Saved data entries:
---
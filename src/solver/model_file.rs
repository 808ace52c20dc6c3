//! Reference-model data file handed to the solver.
//!
//! The file is a set/param data file in per-unit. Only the writer lives here;
//! the solver owns the reading side.

use std::io::{self, Write};

use serde::Serialize;
use tracing::warn;

use crate::market::grid::{GeneratorParams, GridModel, Lse, SupplyOffer};
use crate::market::matrix::HourlyMatrix;
use crate::units::BasePower;

/// A generator as seen by one solve: static parameters, the offer in force
/// and the initial conditions carried over from the previous day.
#[derive(Debug, Clone, PartialEq, Serialize)]
pub struct GeneratorSnapshot {
    pub params: GeneratorParams,
    pub offer: SupplyOffer,
    pub power_t0_mw: f64,
    pub unit_on_t0: i32,
}

/// Everything a solver needs to clear one day, in SI units.
#[derive(Debug, Clone, PartialEq, Serialize)]
pub struct ModelSnapshot {
    /// Day being cleared.
    pub day: usize,
    /// Number of time periods in the model, at least one day.
    pub horizon_hours: usize,
    pub grid: GridModel,
    pub generators: Vec<GeneratorSnapshot>,
    pub lses: Vec<Lse>,
    /// Demand (MW), `horizon_hours` by LSE.
    pub demand: HourlyMatrix,
    pub reserve_requirement_mw: f64,
}

impl ModelSnapshot {
    /// Total demand at `bus` in `hour` (MW).
    pub fn bus_demand(&self, hour: usize, bus: usize) -> f64 {
        self.lses
            .iter()
            .enumerate()
            .filter(|(_, l)| l.bus == bus)
            .map(|(i, _)| self.demand.get(hour, i))
            .sum()
    }

    /// Generator names paired with their indices.
    pub fn generator_keys(&self) -> Vec<(&str, usize)> {
        self.generators
            .iter()
            .map(|g| (g.params.name.as_str(), g.params.index))
            .collect()
    }
}

/// Writes `snapshot` as a per-unit model data file.
///
/// # Errors
///
/// Returns an `io::Error` if writing fails.
pub fn write_model(
    snapshot: &ModelSnapshot,
    base: BasePower,
    mut w: impl Write,
) -> io::Result<()> {
    let grid = &snapshot.grid;
    writeln!(
        w,
        "# Reference model for day {}, per-unit on a {} MVA base",
        snapshot.day,
        base.mva()
    )?;
    writeln!(w)?;

    let buses: Vec<String> = (1..=grid.buses).map(GridModel::bus_name).collect();
    writeln!(w, "set Buses := {} ;", buses.join(" "))?;
    writeln!(w)?;

    let lines = grid.branch_names();
    writeln!(w, "set TransmissionLines := {} ;", lines.join(" "))?;
    writeln!(w)?;
    writeln!(w, "param NumTransmissionLines := {} ;", grid.branches.len())?;
    writeln!(w)?;
    writeln!(w, "param: BusFrom BusTo ThermalLimit Reactance :=")?;
    for (name, b) in lines.iter().zip(&grid.branches) {
        writeln!(
            w,
            "{name} Bus{} Bus{} {} {}",
            b.from_bus,
            b.to_bus,
            base.power_to_pu(b.limit_mw),
            b.reactance
        )?;
    }
    writeln!(w, ";")?;
    writeln!(w)?;

    let gens: Vec<&str> = snapshot
        .generators
        .iter()
        .map(|g| g.params.name.as_str())
        .collect();
    writeln!(w, "set ThermalGenerators := {} ;", gens.join(" "))?;
    writeln!(w)?;
    for bus in 1..=grid.buses {
        let at_bus: Vec<&str> = snapshot
            .generators
            .iter()
            .filter(|g| g.params.bus == bus)
            .map(|g| g.params.name.as_str())
            .collect();
        writeln!(
            w,
            "set ThermalGeneratorsAtBus[Bus{bus}] := {} ;",
            at_bus.join(" ")
        )?;
    }
    writeln!(w)?;
    writeln!(w, "param NumTimePeriods := {} ;", snapshot.horizon_hours)?;
    writeln!(w)?;

    writeln!(
        w,
        "param: PowerGeneratedT0 UnitOnT0State MinimumPowerOutput MaximumPowerOutput \
         MinimumUpTime MinimumDownTime NominalRampUpLimit NominalRampDownLimit \
         StartupRampLimit ShutdownRampLimit ColdStartCost HotStartCost \
         ShutdownCostCoefficient :="
    )?;
    for g in &snapshot.generators {
        let p = &g.params;
        let o = &g.offer;
        let power_t0 = clamp_power_t0(g);
        writeln!(
            w,
            "{} {} {} {} {} {} {} {} {} {} {} {} {} {}",
            p.name,
            base.power_to_pu(power_t0),
            g.unit_on_t0,
            base.power_to_pu(o.cap_min_mw),
            base.power_to_pu(o.cap_max_mw),
            p.min_up_hours,
            p.min_down_hours,
            base.power_to_pu(p.ramp_up_mw),
            base.power_to_pu(p.ramp_down_mw),
            base.power_to_pu(p.startup_ramp_mw),
            base.power_to_pu(p.shutdown_ramp_mw),
            p.cold_start_cost,
            p.hot_start_cost,
            p.shutdown_cost
        )?;
    }
    writeln!(w, ";")?;
    writeln!(w)?;

    writeln!(w, "param: Demand :=")?;
    for bus in 1..=grid.buses {
        for h in 0..snapshot.horizon_hours {
            writeln!(
                w,
                "Bus{bus} {} {}",
                h + 1,
                base.power_to_pu(snapshot.bus_demand(h, bus))
            )?;
        }
    }
    writeln!(w, ";")?;
    writeln!(w)?;

    writeln!(w, "param: ReserveRequirement :=")?;
    let reserve = base.power_to_pu(snapshot.reserve_requirement_mw);
    for h in 0..snapshot.horizon_hours {
        writeln!(w, "{} {reserve}", h + 1)?;
    }
    writeln!(w, ";")?;
    writeln!(w)?;

    writeln!(
        w,
        "param: ProductionCostA0 ProductionCostA1 ProductionCostA2 :="
    )?;
    for g in &snapshot.generators {
        writeln!(
            w,
            "{} {} {} {}",
            g.params.name,
            g.params.no_load_cost,
            base.price_to_pu(g.offer.a),
            base.quadratic_to_pu(g.offer.b)
        )?;
    }
    writeln!(w, ";")?;
    w.flush()
}

fn clamp_power_t0(g: &GeneratorSnapshot) -> f64 {
    let (lo, hi) = (g.offer.cap_min_mw, g.offer.cap_max_mw);
    if g.power_t0_mw < lo || g.power_t0_mw > hi {
        let clamped = g.power_t0_mw.clamp(lo, hi);
        warn!(
            generator = %g.params.name,
            power_t0_mw = g.power_t0_mw,
            clamped_mw = clamped,
            "initial output outside operating range, clamping"
        );
        return clamped;
    }
    g.power_t0_mw
}
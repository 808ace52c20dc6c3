//! Per-unit conversion against the system base power.
//!
//! Solver inputs are written in per-unit and solver outputs are read back in
//! per-unit. The core keeps everything in SI (MW, $/MWh) and converts at the
//! solver boundary with a single [`BasePower`] for the whole run.

use serde::Serialize;

/// System base power in MVA.
///
/// # Examples
///
/// ```
/// use iso_sim::units::BasePower;
///
/// let base = BasePower::new(100.0);
/// assert_eq!(base.power_to_pu(250.0), 2.5);
/// assert_eq!(base.price_to_si(2500.0), 25.0);
/// ```
#[derive(Debug, Clone, Copy, PartialEq, Serialize)]
pub struct BasePower(f64);

impl BasePower {
    /// Creates a base power value.
    ///
    /// # Panics
    ///
    /// Panics if `mva` is not strictly positive and finite.
    pub fn new(mva: f64) -> Self {
        assert!(mva.is_finite() && mva > 0.0, "base power must be > 0");
        Self(mva)
    }

    /// Base value in MVA.
    pub fn mva(self) -> f64 {
        self.0
    }

    /// MW to per-unit.
    pub fn power_to_pu(self, mw: f64) -> f64 {
        mw / self.0
    }

    /// Per-unit to MW.
    pub fn power_to_si(self, pu: f64) -> f64 {
        pu * self.0
    }

    /// $/MWh to $/pu-h. A price per-unit is larger by the base factor.
    pub fn price_to_pu(self, per_mwh: f64) -> f64 {
        per_mwh * self.0
    }

    /// $/pu-h to $/MWh.
    pub fn price_to_si(self, per_pu: f64) -> f64 {
        per_pu / self.0
    }

    /// Quadratic cost coefficient ($/MW²h) to per-unit.
    pub fn quadratic_to_pu(self, per_mw2: f64) -> f64 {
        per_mw2 * self.0 * self.0
    }
}

impl Default for BasePower {
    fn default() -> Self {
        Self(100.0)
    }
}
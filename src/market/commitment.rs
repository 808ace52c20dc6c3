//! Unit commitment schedules: per-generator hourly on/off decisions.

use serde::Serialize;
use thiserror::Error;

/// Structural problems in a commitment schedule.
#[derive(Debug, Error, PartialEq, Eq)]
pub enum ScheduleError {
    #[error("generator {generator}: expected {expected} hourly decisions, found {found}")]
    LengthMismatch {
        generator: String,
        expected: usize,
        found: usize,
    },
    #[error("generator {generator}: hour {hour} has value {value}, expected 0 or 1")]
    InvalidValue {
        generator: String,
        hour: usize,
        value: u8,
    },
    #[error("generator {generator} appears more than once")]
    DuplicateGenerator { generator: String },
    #[error("generator index {index} appears more than once")]
    DuplicateIndex { index: usize },
}

/// Hourly on/off decisions for one generator over one day.
#[derive(Debug, Clone, PartialEq, Eq, Serialize)]
pub struct CommitmentDecision {
    generator: String,
    index: usize,
    hours: Vec<u8>,
}

impl CommitmentDecision {
    /// Creates a decision, checking that every value is 0 or 1.
    pub fn new(
        generator: impl Into<String>,
        index: usize,
        hours: Vec<u8>,
    ) -> Result<Self, ScheduleError> {
        let generator = generator.into();
        if let Some((hour, &value)) = hours.iter().enumerate().find(|(_, v)| **v > 1) {
            return Err(ScheduleError::InvalidValue {
                generator,
                hour,
                value,
            });
        }
        Ok(Self {
            generator,
            index,
            hours,
        })
    }

    /// A decision committing the generator in every hour.
    pub fn all_on(generator: impl Into<String>, index: usize, hours_per_day: usize) -> Self {
        Self {
            generator: generator.into(),
            index,
            hours: vec![1; hours_per_day],
        }
    }

    pub fn generator(&self) -> &str {
        &self.generator
    }

    pub fn index(&self) -> usize {
        self.index
    }

    pub fn hours(&self) -> &[u8] {
        &self.hours
    }

    pub fn is_on(&self, hour: usize) -> bool {
        self.hours.get(hour).is_some_and(|v| *v == 1)
    }

    /// Number of committed hours.
    pub fn on_hours(&self) -> usize {
        self.hours.iter().filter(|v| **v == 1).count()
    }

    fn force_on(&mut self) {
        self.hours.iter_mut().for_each(|v| *v = 1);
    }
}

/// One day's commitment decisions for every generator, ordered by generator index.
#[derive(Debug, Clone, PartialEq, Eq, Serialize)]
pub struct ScheduleSet {
    hours_per_day: usize,
    decisions: Vec<CommitmentDecision>,
}

impl ScheduleSet {
    /// Builds a schedule set, enforcing one decision per generator and
    /// exactly `hours_per_day` values per decision.
    pub fn new(
        hours_per_day: usize,
        mut decisions: Vec<CommitmentDecision>,
    ) -> Result<Self, ScheduleError> {
        for d in &decisions {
            if d.hours.len() != hours_per_day {
                return Err(ScheduleError::LengthMismatch {
                    generator: d.generator.clone(),
                    expected: hours_per_day,
                    found: d.hours.len(),
                });
            }
        }
        decisions.sort_by_key(|d| d.index);
        for pair in decisions.windows(2) {
            if pair[0].index == pair[1].index {
                return Err(ScheduleError::DuplicateIndex {
                    index: pair[0].index,
                });
            }
        }
        for (i, d) in decisions.iter().enumerate() {
            if decisions[..i].iter().any(|o| o.generator == d.generator) {
                return Err(ScheduleError::DuplicateGenerator {
                    generator: d.generator.clone(),
                });
            }
        }
        Ok(Self {
            hours_per_day,
            decisions,
        })
    }

    /// Every generator committed in every hour.
    pub fn all_on<'a>(
        hours_per_day: usize,
        generators: impl IntoIterator<Item = (&'a str, usize)>,
    ) -> Result<Self, ScheduleError> {
        let decisions = generators
            .into_iter()
            .map(|(name, index)| CommitmentDecision::all_on(name, index, hours_per_day))
            .collect();
        Self::new(hours_per_day, decisions)
    }

    pub fn hours_per_day(&self) -> usize {
        self.hours_per_day
    }

    pub fn len(&self) -> usize {
        self.decisions.len()
    }

    pub fn is_empty(&self) -> bool {
        self.decisions.is_empty()
    }

    /// Decisions in generator-index order.
    pub fn decisions(&self) -> &[CommitmentDecision] {
        &self.decisions
    }

    /// Looks up a decision by generator name.
    pub fn get(&self, generator: &str) -> Option<&CommitmentDecision> {
        self.decisions.iter().find(|d| d.generator == generator)
    }

    /// Looks up a decision by generator index.
    pub fn by_index(&self, index: usize) -> Option<&CommitmentDecision> {
        self.decisions
            .binary_search_by_key(&index, |d| d.index)
            .ok()
            .map(|i| &self.decisions[i])
    }

    /// Whether `index` is committed in `hour`. Unknown generators are off.
    pub fn is_on(&self, index: usize, hour: usize) -> bool {
        self.by_index(index).is_some_and(|d| d.is_on(hour))
    }
}

/// Returns a deep copy of `schedule` with every canary generator committed in
/// every hour.
///
/// `canary` is indexed by generator index; generators past its end are not
/// canaries. Applying the override twice gives the same result as applying it
/// once.
pub fn apply_canary_override(schedule: &ScheduleSet, canary: &[bool]) -> ScheduleSet {
    let mut out = schedule.clone();
    for d in &mut out.decisions {
        if canary.get(d.index).copied().unwrap_or(false) {
            d.force_on();
        }
    }
    out
}
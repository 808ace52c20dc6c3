//! API response and query types.

use serde::{Deserialize, Serialize};

/// Query for `/lmp`.
#[derive(Debug, Deserialize)]
pub struct LmpQuery {
    pub day: Option<usize>,
    pub hour: Option<usize>,
}

/// Query for `/dispatch`.
#[derive(Debug, Deserialize)]
pub struct DispatchQuery {
    pub day: Option<usize>,
}

/// Price at one bus.
#[derive(Debug, Serialize)]
pub struct BusPrice {
    pub bus: String,
    pub lmp_per_mwh: f64,
}

/// Prices of one hour. `prices` is empty when the hour had no solution.
#[derive(Debug, Serialize)]
pub struct LmpResponse {
    pub day: usize,
    pub hour: usize,
    pub has_solution: bool,
    pub prices: Vec<BusPrice>,
}

/// One generator in one hour.
///
/// `dispatch_mw` is `null` for hours without a solution.
#[derive(Debug, Serialize)]
pub struct DispatchRecord {
    pub hour: usize,
    pub generator: String,
    pub committed: bool,
    pub dispatch_mw: Option<f64>,
    pub production_cost: f64,
    pub startup_cost: f64,
    pub shutdown_cost: f64,
}

/// Error response body for 400- and 404-class errors.
#[derive(Debug, Serialize)]
pub struct ErrorResponse {
    pub error: String,
}
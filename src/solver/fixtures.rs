//! Shared solver test fixtures.

use crate::market::grid::{Branch, GeneratorParams, GridModel, Lse, SupplyOffer};
use crate::market::matrix::HourlyMatrix;

use super::model_file::{GeneratorSnapshot, ModelSnapshot};

/// Two buses, one line, a quadratic unit at bus 1 and a flat unit at bus 2.
/// Demand of 120 MW then 80 MW sits at bus 2.
pub(crate) fn two_bus_snapshot() -> ModelSnapshot {
    let gen_params = |name: &str, index, bus| GeneratorParams {
        name: name.to_string(),
        index,
        bus,
        canary: false,
        min_up_hours: 1,
        min_down_hours: 1,
        ramp_up_mw: 200.0,
        ramp_down_mw: 200.0,
        startup_ramp_mw: 200.0,
        shutdown_ramp_mw: 200.0,
        cold_start_cost: 0.0,
        hot_start_cost: 10.0,
        shutdown_cost: 5.0,
        no_load_cost: 1.5,
        initial_power_mw: 0.0,
        initial_status_hours: 1,
    };
    ModelSnapshot {
        day: 2,
        horizon_hours: 2,
        grid: GridModel::new(
            2,
            vec![Branch {
                from_bus: 1,
                to_bus: 2,
                limit_mw: 150.0,
                reactance: 0.1,
            }],
        ),
        generators: vec![
            GeneratorSnapshot {
                params: gen_params("GenCo1", 0, 1),
                offer: SupplyOffer {
                    a: 10.0,
                    b: 0.01,
                    cap_min_mw: 0.0,
                    cap_max_mw: 200.0,
                },
                power_t0_mw: 250.0,
                unit_on_t0: 4,
            },
            GeneratorSnapshot {
                params: gen_params("GenCo2", 1, 2),
                offer: SupplyOffer {
                    a: 20.0,
                    b: 0.0,
                    cap_min_mw: 10.0,
                    cap_max_mw: 100.0,
                },
                power_t0_mw: 50.0,
                unit_on_t0: -2,
            },
        ],
        lses: vec![Lse {
            name: "LSE1".into(),
            bus: 2,
        }],
        demand: HourlyMatrix::from_rows(&[vec![120.0], vec![80.0]], 1)
            .unwrap_or_else(|| HourlyMatrix::zeros(2, 1)),
        reserve_requirement_mw: 10.0,
    }
}
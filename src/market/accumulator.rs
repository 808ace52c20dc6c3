//! Day-indexed history of market results.

use std::collections::BTreeMap;

use serde::Serialize;

use super::commitment::ScheduleSet;
use super::genco::SanityViolation;
use super::real_time::DailyRealTime;

/// Results collected over a run.
///
/// Day-ahead schedules are keyed by the day they commit; real-time results by
/// the day they dispatch. Point lookups return `None` for hours the solver
/// marked as having no solution.
#[derive(Debug, Clone, Default, Serialize)]
pub struct ResultAccumulator {
    day_ahead: BTreeMap<usize, ScheduleSet>,
    real_time: BTreeMap<usize, DailyRealTime>,
    violations: Vec<SanityViolation>,
}

impl ResultAccumulator {
    pub fn new() -> Self {
        Self::default()
    }

    pub fn record_day_ahead(&mut self, day: usize, schedule: ScheduleSet) {
        self.day_ahead.insert(day, schedule);
    }

    pub fn record_real_time(&mut self, outcome: DailyRealTime) {
        self.real_time.insert(outcome.day, outcome);
    }

    pub fn record_violations(&mut self, violations: impl IntoIterator<Item = SanityViolation>) {
        self.violations.extend(violations);
    }

    pub fn day_ahead_schedule(&self, day: usize) -> Option<&ScheduleSet> {
        self.day_ahead.get(&day)
    }

    pub fn real_time(&self, day: usize) -> Option<&DailyRealTime> {
        self.real_time.get(&day)
    }

    /// Days with real-time results, ascending.
    pub fn real_time_days(&self) -> impl Iterator<Item = usize> + '_ {
        self.real_time.keys().copied()
    }

    pub fn day_ahead_days(&self) -> impl Iterator<Item = usize> + '_ {
        self.day_ahead.keys().copied()
    }

    pub fn violations(&self) -> &[SanityViolation] {
        &self.violations
    }

    /// Feasibility of `hour` on `day`; `None` when the day was not dispatched.
    pub fn has_solution(&self, day: usize, hour: usize) -> Option<bool> {
        self.real_time
            .get(&day)
            .and_then(|r| r.solution.has_solution.get(hour).copied())
    }

    fn solved(&self, day: usize, hour: usize) -> Option<&DailyRealTime> {
        self.real_time
            .get(&day)
            .filter(|r| r.solution.has_solution.get(hour).copied().unwrap_or(false))
    }

    /// Price at `bus` (1-based) in $/MWh.
    pub fn lmp(&self, day: usize, hour: usize, bus: usize) -> Option<f64> {
        let r = self.solved(day, hour)?;
        let column = bus.checked_sub(1)?;
        (column < r.solution.lmp.entities()).then(|| r.solution.lmp.get(hour, column))
    }

    /// Prices at every bus in `hour`, bus 1 first.
    pub fn lmp_row(&self, day: usize, hour: usize) -> Option<&[f64]> {
        self.solved(day, hour).map(|r| r.solution.lmp.row(hour))
    }

    /// Output of the generator in column `generator` (MW).
    pub fn dispatch(&self, day: usize, hour: usize, generator: usize) -> Option<f64> {
        let r = self.solved(day, hour)?;
        (generator < r.solution.dispatch.entities()).then(|| r.solution.dispatch.get(hour, generator))
    }

    /// Flow on branch `branch` (MW), positive in the branch direction.
    pub fn branch_flow(&self, day: usize, hour: usize, branch: usize) -> Option<f64> {
        let r = self.solved(day, hour)?;
        (branch < r.solution.branch_flow.entities())
            .then(|| r.solution.branch_flow.get(hour, branch))
    }

    /// Whether the generator was committed in the real-time schedule.
    pub fn committed(&self, day: usize, hour: usize, index: usize) -> Option<bool> {
        self.real_time
            .get(&day)
            .map(|r| r.schedule.is_on(index, hour))
    }

    /// Total production, start-up and shut-down cost of `day` ($).
    pub fn daily_cost(&self, day: usize) -> Option<f64> {
        let r = self.real_time.get(&day)?;
        Some(
            (0..r.solution.dispatch.entities())
                .map(|g| r.costs(g).total())
                .sum(),
        )
    }
}

#[cfg(test)]
mod tests {
    use super::*;
    use crate::market::matrix::HourlyMatrix;
    use crate::solver::DispatchSolution;

    fn outcome(day: usize, has_solution: Vec<bool>) -> DailyRealTime {
        let hours = has_solution.len();
        let filled = |entities: usize, v: f64| {
            let mut m = HourlyMatrix::zeros(hours, entities);
            m.map_in_place(|_| v);
            m
        };
        DailyRealTime {
            day,
            schedule: ScheduleSet::all_on(hours, [("GenCo1", 0)]).unwrap_or_else(|e| panic!("{e}")),
            solution: DispatchSolution {
                dispatch: filled(1, 90.0),
                lmp: filled(2, 25.0),
                branch_flow: filled(1, 40.0),
                production_cost: filled(1, 100.0),
                startup_cost: filled(1, 0.0),
                shutdown_cost: filled(1, 0.0),
                has_solution,
            },
        }
    }

    #[test]
    fn solved_hours_are_visible() {
        let mut acc = ResultAccumulator::new();
        acc.record_real_time(outcome(2, vec![true, true]));
        assert_eq!(acc.lmp(2, 0, 1), Some(25.0));
        assert_eq!(acc.lmp(2, 1, 2), Some(25.0));
        assert_eq!(acc.dispatch(2, 1, 0), Some(90.0));
        assert_eq!(acc.branch_flow(2, 0, 0), Some(40.0));
        assert_eq!(acc.daily_cost(2), Some(200.0));
    }

    #[test]
    fn no_solution_hours_are_absent() {
        let mut acc = ResultAccumulator::new();
        acc.record_real_time(outcome(2, vec![true, false]));
        assert_eq!(acc.has_solution(2, 1), Some(false));
        assert_eq!(acc.lmp(2, 1, 1), None);
        assert_eq!(acc.lmp_row(2, 1), None);
        assert_eq!(acc.dispatch(2, 1, 0), None);
        assert_eq!(acc.branch_flow(2, 1, 0), None);
        // costs of the unsolved hour count as zero
        assert_eq!(acc.daily_cost(2), Some(100.0));
    }

    #[test]
    fn out_of_range_lookups_are_absent() {
        let mut acc = ResultAccumulator::new();
        acc.record_real_time(outcome(2, vec![true, true]));
        assert_eq!(acc.lmp(2, 0, 0), None);
        assert_eq!(acc.lmp(2, 0, 3), None);
        assert_eq!(acc.dispatch(2, 0, 5), None);
        assert_eq!(acc.lmp(3, 0, 1), None);
        assert_eq!(acc.has_solution(1, 0), None);
    }

    #[test]
    fn day_ahead_history_is_keyed_by_target_day() {
        let mut acc = ResultAccumulator::new();
        let s = ScheduleSet::all_on(2, [("GenCo1", 0)]).unwrap_or_else(|e| panic!("{e}"));
        acc.record_day_ahead(3, s.clone());
        assert_eq!(acc.day_ahead_schedule(3), Some(&s));
        assert_eq!(acc.day_ahead_days().collect::<Vec<_>>(), vec![3]);
    }
}
//! Shared test fixtures for integration tests.

#![allow(dead_code)]

use std::fs;
use std::path::{Path, PathBuf};

use iso_sim::config::{Case, CaseConfig};

/// Commitment output committing both generators in both hours.
pub const SCUC_ALL_ON: &str = "GenCo1\n\t1\n\t1\nGenCo2\n\t1\n\t1\n";

/// Dispatch output for the two-bus case (per-unit on a 100 MVA base).
///
/// Hour 1: 80 MW and 40 MW at 15 $/MWh, 40 MW on the line.
/// Hour 2: 60 MW and 20 MW at 14 $/MWh, 20 MW on the line.
pub const SCED_SOLVED: &str = "\
LMP
1 : 1 : 1500.0
2 : 1 : 1500.0
1 : 2 : 1400.0
2 : 2 : 1400.0
END_LMP
GenCoResults
GenCo1
Hour: 1\tPowerGenerated: 0.8\tProductionCost: 860.0\tStartupCost: 0\tShutdownCost: 0
Hour: 2\tPowerGenerated: 0.6\tProductionCost: 640.0\tStartupCost: 0\tShutdownCost: 0
GenCo2
Hour: 1\tPowerGenerated: 0.4\tProductionCost: 1030.0\tStartupCost: 20\tShutdownCost: 0
Hour: 2\tPowerGenerated: 0.2\tProductionCost: 508.0\tStartupCost: 0\tShutdownCost: 0
END_GenCoResults
VOLTAGE_ANGLES
1 1 : 0.0
2 1 : -0.04
1 2 : 0.0
2 2 : -0.02
END_VOLTAGE_ANGLES
HAS_SOLUTION
1 1
END_HAS_SOLUTION
";

/// Fresh, empty directory under the system temp dir.
pub fn scratch_dir(name: &str) -> PathBuf {
    let dir = std::env::temp_dir().join(format!("iso-sim-{name}-{}", std::process::id()));
    fs::remove_dir_all(&dir).ok();
    fs::create_dir_all(&dir).unwrap_or_else(|e| panic!("cannot create {}: {e}", dir.display()));
    dir
}

/// Writes a fake solver script that records its call in `calls.log` and
/// writes `output` to the path given as its first argument.
pub fn solver_script(dir: &Path, name: &str, output: &str) -> PathBuf {
    let log = dir.join("calls.log");
    let body = format!(
        "echo \"{name} $2\" >> '{}'\ncat > \"$1\" <<'ISO_SIM_EOF'\n{output}ISO_SIM_EOF\n",
        log.display()
    );
    write_script(dir, name, &body)
}

/// Writes a fake solver script with an arbitrary body.
pub fn write_script(dir: &Path, name: &str, body: &str) -> PathBuf {
    let path = dir.join(format!("{name}.sh"));
    fs::write(&path, body).unwrap_or_else(|e| panic!("cannot write {}: {e}", path.display()));
    path
}

/// Lines of `calls.log`, one per solver call.
pub fn solver_calls(dir: &Path) -> Vec<String> {
    fs::read_to_string(dir.join("calls.log"))
        .unwrap_or_default()
        .lines()
        .map(str::to_string)
        .collect()
}

/// Two buses, one line, two generators, one load-serving entity and a
/// two-hour day.
pub fn two_bus_config(days: usize) -> CaseConfig {
    let toml = format!(
        r#"
[simulation]
days = {days}
hours_per_day = 2
seed = 7

[load]
noise_std = 0.0

[[branch]]
from = 1
to = 2
limit_mw = 150.0
reactance = 0.1

[[generator]]
name = "GenCo1"
bus = 1
a = 10.0
b = 0.01
cap_max_mw = 200.0
initial_power_mw = 100.0
initial_status_hours = 4

[[generator]]
name = "GenCo2"
bus = 2
a = 25.0
b = 0.02
cap_min_mw = 10.0
cap_max_mw = 120.0
canary = true
initial_status_hours = -2

[[lse]]
name = "LSE1"
bus = 2
profile = [120.0, 80.0]
"#
    );
    CaseConfig::from_toml_str(&toml).unwrap_or_else(|e| panic!("{e}"))
}

/// The two-bus configuration wired to `sh` scripts as its external solvers,
/// with solver files in `dir/work`.
pub fn external_config(dir: &Path, days: usize, scuc: &Path, sced: &Path) -> CaseConfig {
    let mut cfg = two_bus_config(days);
    cfg.solver.engine = "external".into();
    cfg.solver.program = "sh".into();
    cfg.solver.scuc_args = vec![scuc.display().to_string(), "{output}".into(), "{day}".into()];
    cfg.solver.sced_args = vec![sced.display().to_string(), "{output}".into(), "{day}".into()];
    cfg.solver.work_dir = dir.join("work");
    cfg
}

/// [`external_config`] built into a case that keeps its solver files after
/// a successful solve.
pub fn external_case(dir: &Path, days: usize, scuc: &Path, sced: &Path) -> Case {
    let mut cfg = external_config(dir, days, scuc, sced);
    cfg.solver.delete_intermediate_files = false;
    cfg.build().unwrap_or_else(|e| panic!("{e:?}"))
}

/// The two-bus case on the built-in engines.
pub fn builtin_case(days: usize) -> Case {
    two_bus_config(days)
        .build()
        .unwrap_or_else(|e| panic!("{e:?}"))
}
---
» WORK ITEM
Scan the records for the word "InvalidValue" and copy every line where it is found.

» EXPECTED OUTPUT
    InvalidValue {
            return Err(ScheduleError::InvalidValue {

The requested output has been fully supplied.